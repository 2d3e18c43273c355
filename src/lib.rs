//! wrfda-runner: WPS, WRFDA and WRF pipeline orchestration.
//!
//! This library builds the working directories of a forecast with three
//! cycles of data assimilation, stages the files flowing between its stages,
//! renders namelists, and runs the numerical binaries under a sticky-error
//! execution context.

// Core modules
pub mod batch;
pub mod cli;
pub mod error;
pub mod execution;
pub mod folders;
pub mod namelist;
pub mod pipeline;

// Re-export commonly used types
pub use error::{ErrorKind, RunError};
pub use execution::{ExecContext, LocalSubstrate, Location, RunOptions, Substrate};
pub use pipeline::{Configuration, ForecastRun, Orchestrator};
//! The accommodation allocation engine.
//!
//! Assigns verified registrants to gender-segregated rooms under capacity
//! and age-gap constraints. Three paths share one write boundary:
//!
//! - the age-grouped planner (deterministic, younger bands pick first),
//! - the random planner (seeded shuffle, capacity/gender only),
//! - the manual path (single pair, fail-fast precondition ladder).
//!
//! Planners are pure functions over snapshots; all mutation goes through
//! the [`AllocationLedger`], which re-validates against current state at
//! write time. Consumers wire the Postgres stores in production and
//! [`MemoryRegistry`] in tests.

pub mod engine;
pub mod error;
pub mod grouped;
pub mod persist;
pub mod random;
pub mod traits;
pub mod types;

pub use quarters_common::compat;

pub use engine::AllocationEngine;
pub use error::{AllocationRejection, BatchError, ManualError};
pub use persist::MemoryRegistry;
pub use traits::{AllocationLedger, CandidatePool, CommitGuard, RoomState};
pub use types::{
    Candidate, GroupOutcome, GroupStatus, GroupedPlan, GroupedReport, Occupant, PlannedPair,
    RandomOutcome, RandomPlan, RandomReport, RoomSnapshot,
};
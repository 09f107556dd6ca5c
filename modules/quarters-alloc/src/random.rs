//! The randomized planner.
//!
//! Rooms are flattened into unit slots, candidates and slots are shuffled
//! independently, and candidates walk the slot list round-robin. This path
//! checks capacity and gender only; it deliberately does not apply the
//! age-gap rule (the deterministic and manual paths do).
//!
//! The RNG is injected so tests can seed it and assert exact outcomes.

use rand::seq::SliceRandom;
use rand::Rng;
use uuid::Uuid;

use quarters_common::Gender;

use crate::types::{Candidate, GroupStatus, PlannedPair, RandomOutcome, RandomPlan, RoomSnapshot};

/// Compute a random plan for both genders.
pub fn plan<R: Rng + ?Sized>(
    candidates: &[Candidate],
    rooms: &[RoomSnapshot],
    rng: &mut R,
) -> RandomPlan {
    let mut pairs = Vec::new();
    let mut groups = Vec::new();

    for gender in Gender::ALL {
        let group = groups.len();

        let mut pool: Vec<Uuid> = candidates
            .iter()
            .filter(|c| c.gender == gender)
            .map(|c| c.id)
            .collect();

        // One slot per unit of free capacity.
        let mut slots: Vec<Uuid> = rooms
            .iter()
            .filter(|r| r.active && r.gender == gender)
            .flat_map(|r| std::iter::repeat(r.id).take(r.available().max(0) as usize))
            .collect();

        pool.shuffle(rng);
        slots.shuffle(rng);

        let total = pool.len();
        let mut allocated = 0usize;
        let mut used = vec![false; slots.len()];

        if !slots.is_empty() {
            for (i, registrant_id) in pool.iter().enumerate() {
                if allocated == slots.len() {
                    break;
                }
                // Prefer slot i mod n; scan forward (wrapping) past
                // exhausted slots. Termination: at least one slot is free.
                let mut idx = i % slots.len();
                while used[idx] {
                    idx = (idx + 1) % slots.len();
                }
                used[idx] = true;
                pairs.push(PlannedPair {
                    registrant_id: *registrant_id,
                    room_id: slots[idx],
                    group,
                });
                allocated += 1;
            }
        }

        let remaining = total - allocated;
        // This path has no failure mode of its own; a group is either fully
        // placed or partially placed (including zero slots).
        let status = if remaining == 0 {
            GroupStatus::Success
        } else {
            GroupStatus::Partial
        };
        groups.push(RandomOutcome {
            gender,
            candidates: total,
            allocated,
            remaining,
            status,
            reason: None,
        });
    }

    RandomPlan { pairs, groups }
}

※

◆ **WHAT THE TASK REQUIRES**: Tally the lines in the material above that contain "AllocationLedger". Respond with the number and nothing else.

◆ **REPLY TO THE TASK**: 2